Pravex Bank is a private commercial bank based in Kyiv. It is currently part of the Intesa Sanpaolo group.

The bank was first started in 1992. It was sold for 504 million euros to Intesa by the former Mayor of Kyiv, Leonid Chernovetsky. In January 2014, the bank was acquired by CentraGas Holding GmbH, a subsidiary of Group DF, for a price of 74 million euros. However, by 2017, it had already been bought back by Intesa. In 2021, the European Investment Bank started helping the bank finance Ukrainian enterprises following the COVID-19 pandemic. After the start of the Russian invasion of Ukraine, the bank stayed open, primarily in its locations in western Ukraine, with Intesa confirming it would help the bank during the war.

== History ==
The bank was first registered by the National Bank of Ukraine in December 1992. In February 2008, it was agreed to that 100% of its shares would be sold to the Intesa Sanpaolo group for $750 million (504 million euros). The owner prior to this was the family of the former Mayor of Kyiv, Leonid Chernovetsky. Shortly thereafter, the Anti-Monopoly Committee of Ukraine granted permission for the acquisition. However, just a few years later in January 2014 Intesa sold the bank to CentraGas Holding GmbH, which is held by Group DF under Dmytro Firtash. It was sold for only 74 million euros, which was much less than the initial 2008 sale of 504 million euros. This occurred during a time of lots of foreign banks exiting Ukraine. However, it was confirmed by 2017 that Intesa had eventually bought the bank back, and it was operating as part of their network again. In November 2017, the bank updated its logo and style to align with Intesa.

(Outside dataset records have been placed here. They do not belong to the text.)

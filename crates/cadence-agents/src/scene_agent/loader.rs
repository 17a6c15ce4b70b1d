// Copyright 2025 eraflo
//
// Licensed under the Apache License, Version 2.0 (the "License");
// you may not use this file except in compliance with the License.
// You may obtain a copy of the License at
//
//     http://www.apache.org/licenses/LICENSE-2.0
//
// Unless required by applicable law or agreed to in writing, software
// distributed under the License is distributed on an "AS IS" BASIS,
// WITHOUT WARRANTIES OR CONDITIONS OF ANY KIND, either express or implied.
// See the License for the specific language governing permissions and
// limitations under the License.

//! The staged scene loader.

use super::stage::{LoadProgress, LoadStage, LoadStep};
use crate::frame_agent::TargetFormats;
use anyhow::Context;
use cadence_core::{GraphicsDevice, RenderError};
use cadence_data::RenderContext;
use cadence_lanes::{LaneContext, LaneFactory, LaneSlot, SceneLanes, SceneResources, SceneSource};

enum LoaderState {
    Idle,
    Loading {
        source: Box<dyn SceneSource>,
        next: LoadStage,
    },
    Ready,
    Aborted(LoadStage),
}

impl std::fmt::Debug for LoaderState {
    fn fmt(&self, f: &mut std::fmt::Formatter<'_>) -> std::fmt::Result {
        match self {
            LoaderState::Idle => f.write_str("Idle"),
            LoaderState::Loading { source, next } => f
                .debug_struct("Loading")
                .field("scene", &source.name())
                .field("next", next)
                .finish(),
            LoaderState::Ready => f.write_str("Ready"),
            LoaderState::Aborted(stage) => f.debug_tuple("Aborted").field(stage).finish(),
        }
    }
}

/// Everything a stage may touch besides the loader itself.
pub struct LoadEnvironment<'a> {
    /// The renderer's pools.
    pub context: &'a mut RenderContext,
    /// Builds the scene lanes.
    pub factory: &'a dyn LaneFactory,
    /// Attachment formats of the scene lanes.
    pub formats: &'a TargetFormats,
    /// Current size of the window-sized targets.
    pub extent: (u32, u32),
}

/// Materializes a scene one stage per call, so the caller can keep drawing a
/// progress indicator between stages.
///
/// The loader owns the scene container and the four scene lanes. Whatever a
/// load has created so far is released by [`unload`](Self::unload), which is
/// safe at any point, including after a failed stage.
#[derive(Debug)]
pub struct SceneLoader {
    state: LoaderState,
    scene: Option<SceneResources>,
    lanes: SceneLanes,
}

impl Default for SceneLoader {
    fn default() -> Self {
        Self::new()
    }
}

impl SceneLoader {
    /// An idle loader.
    pub fn new() -> Self {
        Self {
            state: LoaderState::Idle,
            scene: None,
            lanes: SceneLanes::default(),
        }
    }

    /// Starts loading `source`, unloading any previous scene first.
    pub fn begin(&mut self, source: Box<dyn SceneSource>, context: &mut RenderContext) {
        self.unload(context);
        log::info!("Loading scene '{}'", source.name());
        self.state = LoaderState::Loading {
            source,
            next: LoadStage::FIRST,
        };
    }

    /// Runs the next stage.
    ///
    /// Returns [`LoadStep::Continue`] with the stage the following call will
    /// run, or [`LoadStep::Terminal`] once the last stage is done. An idle or
    /// finished loader is terminal.
    ///
    /// # Errors
    ///
    /// A failing stage yields [`RenderError::LoadAborted`] and leaves the
    /// loader aborted: further calls fail until [`unload`](Self::unload).
    pub fn advance(&mut self, env: &mut LoadEnvironment<'_>) -> Result<LoadStep, RenderError> {
        let (source, stage) = match std::mem::replace(&mut self.state, LoaderState::Idle) {
            LoaderState::Loading { source, next } => (source, next),
            LoaderState::Aborted(stage) => {
                self.state = LoaderState::Aborted(stage);
                return Err(RenderError::ResourceError(format!(
                    "scene load aborted during '{}'; unload before continuing",
                    stage.name()
                )));
            }
            state => {
                self.state = state;
                return Ok(LoadStep::Terminal);
            }
        };

        if let Err(source_error) = self.run(stage, source.as_ref(), env) {
            log::error!(
                "Scene '{}' failed to load during '{}': {:#}",
                source.name(),
                stage.name(),
                source_error
            );
            self.state = LoaderState::Aborted(stage);
            return Err(RenderError::LoadAborted {
                stage: stage.name(),
                source: source_error,
            });
        }
        log::debug!("Scene '{}': stage '{}' done", source.name(), stage.name());

        Ok(match stage.next() {
            Some(next) => {
                self.state = LoaderState::Loading { source, next };
                LoadStep::Continue(LoadProgress::at(next))
            }
            None => {
                log::info!("Scene '{}' loaded", source.name());
                self.state = LoaderState::Ready;
                LoadStep::Terminal
            }
        })
    }

    fn run(
        &mut self,
        stage: LoadStage,
        source: &dyn SceneSource,
        env: &mut LoadEnvironment<'_>,
    ) -> anyhow::Result<()> {
        let context = &mut *env.context;
        let device = context.device.as_ref();
        match stage {
            LoadStage::Prepare => {
                context.upload_heap.reopen(device)?;
                context.static_pool.reopen_staging(device)?;
            }
            LoadStage::CreateContainer => {
                let meshes = source
                    .meshes()
                    .with_context(|| format!("reading meshes of '{}'", source.name()))?;
                self.scene = Some(SceneResources::create(
                    device,
                    &mut context.static_pool,
                    source.name(),
                    &meshes,
                    source.lights(),
                )?);
            }
            LoadStage::LoadTextures => {
                let textures = source
                    .textures()
                    .with_context(|| format!("reading textures of '{}'", source.name()))?;
                let scene = self.scene.as_mut().context("scene container missing")?;
                scene.load_textures(
                    device,
                    &mut context.descriptors,
                    &mut context.upload_heap,
                    &textures,
                )?;
            }
            LoadStage::DepthLane
            | LoadStage::PrepassLane
            | LoadStage::ColorLane
            | LoadStage::BoundingBoxLane => {
                let kind = stage.lane_kind().context("stage creates no lane")?;
                let scene = self.scene.as_ref().context("scene container missing")?;
                let slot: &mut LaneSlot = match stage {
                    LoadStage::DepthLane => &mut self.lanes.depth,
                    LoadStage::PrepassLane => &mut self.lanes.prepass,
                    LoadStage::ColorLane => &mut self.lanes.color,
                    _ => &mut self.lanes.bounding_boxes,
                };
                let lane = env.factory.create(kind)?;
                let mut ctx = LaneContext {
                    device,
                    descriptors: &mut context.descriptors,
                    static_pool: &mut context.static_pool,
                    upload_heap: &mut context.upload_heap,
                    scene: Some(scene),
                    targets: env.formats.layout(kind),
                    extent: env.extent,
                };
                slot.create(lane, &mut ctx)?;
            }
            LoadStage::Finalize => context.finish_uploads()?,
        }
        Ok(())
    }

    /// Destroys every lane and the scene container created so far and
    /// returns to idle. Safe to call at any time, any number of times.
    pub fn unload(&mut self, context: &mut RenderContext) {
        let device = context.device.as_ref();
        let has_resources = self.scene.is_some() || !self.lanes.is_empty();
        if has_resources {
            // Frames in flight may still read the scene.
            if let Err(e) = device.wait_idle() {
                log::warn!("SceneLoader: Failed to wait for the GPU before unloading: {:?}", e);
            }
        }
        if matches!(self.state, LoaderState::Loading { .. } | LoaderState::Aborted(_)) {
            // Copies recorded by a partial load target textures destroyed below.
            context.upload_heap.release(device);
            context.static_pool.free_upload_heap(device);
        }

        self.lanes.destroy(device);
        if let Some(scene) = self.scene.take() {
            log::info!("Scene '{}' unloaded", scene.name());
            scene.destroy(device);
        }
        self.state = LoaderState::Idle;
    }

    /// Whether a load is in progress.
    pub fn is_loading(&self) -> bool {
        matches!(self.state, LoaderState::Loading { .. })
    }

    /// Whether the last load failed and still awaits an unload.
    pub fn is_aborted(&self) -> bool {
        matches!(self.state, LoaderState::Aborted(_))
    }

    /// The stage the next `advance` runs, while loading.
    pub fn progress(&self) -> Option<LoadProgress> {
        match &self.state {
            LoaderState::Loading { next, .. } => Some(LoadProgress::at(*next)),
            _ => None,
        }
    }

    /// The scene and its lanes, once every stage has completed.
    pub fn ready(&self) -> Option<(&SceneResources, &SceneLanes)> {
        match (&self.state, &self.scene) {
            (LoaderState::Ready, Some(scene)) => Some((scene, &self.lanes)),
            _ => None,
        }
    }

    /// The scene lanes, in whatever state the load left them.
    pub fn lanes(&self) -> &SceneLanes {
        &self.lanes
    }

    /// Forwards a window resize to the scene lanes.
    pub fn on_resize(&mut self, width: u32, height: u32) {
        self.lanes.on_resize(width, height);
    }

    /// Releases the lanes and the scene container. The caller has already
    /// waited for the GPU.
    pub fn destroy(mut self, device: &dyn GraphicsDevice) {
        self.lanes.destroy(device);
        if let Some(scene) = self.scene.take() {
            scene.destroy(device);
        }
    }
}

In March 2021, the European Investment Bank signed a 30 million euros credit line agreement with the bank to support Ukrainian enterprises effected by the COVID-19 pandemic. This was part of the economic recovery program in EU Eastern Neighbourhood countries. Following the start of the Russian invasion of Ukraine, the bank continued to operate, but fluctuated between closing and opening some branches due to safety reasons. They primarily kept their banks open in western Ukraine. Intesa later released a statement confirming that it would support the bank through the war and that they were helping with foreign exchange services due to the large amounts of people displaced into western Ukraine. In 2023, the bank was identified as one of five that needed to increase capital levels due to the National Bank of Ukraine's stability assessment. In April 2024, Intesa did so by recapitalising the bank by 1.1 billion hryvnias. The bank was also required to ensure capital adequacy by the end of September 2024 and by the end of March 2026, following two stages.

== Interesting facts ==
- Former lawyer of this bank Iryna Mudra became later Deputy Minister of Justice of Ukraine.